Raw data →

····················

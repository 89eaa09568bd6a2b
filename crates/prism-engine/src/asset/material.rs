use std::path::{Path, PathBuf};

use serde::{Deserialize, Serialize};

use super::source::SourceTextureKind;

/// Texture slots every material exposes to the shader.
#[derive(Debug, Copy, Clone, Eq, PartialEq, Hash)]
pub enum TextureSemantic {
    Diffuse,
    Normal,
    Specular,
    Opacity,
}

impl TextureSemantic {
    /// Slot order; also the material bind group binding order.
    pub const ALL: [TextureSemantic; 4] = [
        TextureSemantic::Diffuse,
        TextureSemantic::Normal,
        TextureSemantic::Specular,
        TextureSemantic::Opacity,
    ];

    pub fn index(self) -> usize {
        match self {
            TextureSemantic::Diffuse => 0,
            TextureSemantic::Normal => 1,
            TextureSemantic::Specular => 2,
            TextureSemantic::Opacity => 3,
        }
    }

    pub fn label(self) -> &'static str {
        match self {
            TextureSemantic::Diffuse => "diffuse",
            TextureSemantic::Normal => "normal",
            TextureSemantic::Specular => "specular",
            TextureSemantic::Opacity => "opacity",
        }
    }

    /// Importer binding that feeds this slot.
    ///
    /// Normal maps come in as height bindings and specular maps as shininess
    /// bindings, matching how common exporters tag bump and gloss maps.
    pub fn source_kind(self) -> SourceTextureKind {
        match self {
            TextureSemantic::Diffuse => SourceTextureKind::Diffuse,
            TextureSemantic::Normal => SourceTextureKind::Height,
            TextureSemantic::Specular => SourceTextureKind::Shininess,
            TextureSemantic::Opacity => SourceTextureKind::Opacity,
        }
    }

    /// Texel used when neither the bound texture nor the default asset loads.
    pub fn fallback_texel(self) -> [u8; 4] {
        match self {
            TextureSemantic::Diffuse => [255, 255, 255, 255],
            TextureSemantic::Normal => [128, 128, 255, 255],
            TextureSemantic::Specular => [0, 0, 0, 255],
            TextureSemantic::Opacity => [255, 255, 255, 255],
        }
    }

    /// Whether texel data should be sampled as sRGB.
    pub fn is_color(self) -> bool {
        matches!(self, TextureSemantic::Diffuse)
    }
}

/// Well-known asset paths substituted for unbound or unloadable slots.
#[derive(Debug, Clone, PartialEq, Eq, Serialize, Deserialize)]
#[serde(default)]
pub struct DefaultTextures {
    pub diffuse: PathBuf,
    pub normal: PathBuf,
    pub specular: PathBuf,
    pub opacity: PathBuf,
}

impl Default for DefaultTextures {
    fn default() -> Self {
        Self {
            diffuse: PathBuf::from("data/DefaultTex/default_diffuse.png"),
            normal: PathBuf::from("data/DefaultTex/default_normal.png"),
            specular: PathBuf::from("data/DefaultTex/default_specular.png"),
            opacity: PathBuf::from("data/DefaultTex/default_opacity.png"),
        }
    }
}

impl DefaultTextures {
    pub fn path(&self, semantic: TextureSemantic) -> &Path {
        match semantic {
            TextureSemantic::Diffuse => &self.diffuse,
            TextureSemantic::Normal => &self.normal,
            TextureSemantic::Specular => &self.specular,
            TextureSemantic::Opacity => &self.opacity,
        }
    }
}

/// Where a slot's path came from.
#[derive(Debug, Copy, Clone, Eq, PartialEq)]
pub enum SlotOrigin {
    /// Bound by the asset, resolved against the scene directory.
    Bound,
    /// Nothing bound; the semantic's default asset.
    Default,
}

#[derive(Debug, Clone, PartialEq, Eq)]
pub struct TextureSlot {
    pub path: PathBuf,
    pub origin: SlotOrigin,
}

/// Resolved material: one loadable path per [`TextureSemantic`].
///
/// Owned by the [`Model`](super::Model); meshes refer to it by index.
#[derive(Debug, Clone, PartialEq, Eq)]
pub struct Material {
    name: String,
    slots: [TextureSlot; 4],
}

impl Material {
    pub fn new(name: impl Into<String>, slots: [TextureSlot; 4]) -> Self {
        Self {
            name: name.into(),
            slots,
        }
    }

    pub fn name(&self) -> &str {
        &self.name
    }

    pub fn slot(&self, semantic: TextureSemantic) -> &TextureSlot {
        &self.slots[semantic.index()]
    }

    pub fn slots(&self) -> impl Iterator<Item = (TextureSemantic, &TextureSlot)> {
        TextureSemantic::ALL.into_iter().zip(self.slots.iter())
    }
}
//! Window and event loop.
//!
//! Owns the `winit` event loop and the single viewer window, and drives the
//! renderer once per redraw.

mod runtime;

pub use runtime::Runtime;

····················

Every line that contains the string "struct" should be copied from the entries.

Task result →
pub struct DefaultTextures {
pub struct TextureSlot {
pub struct Material {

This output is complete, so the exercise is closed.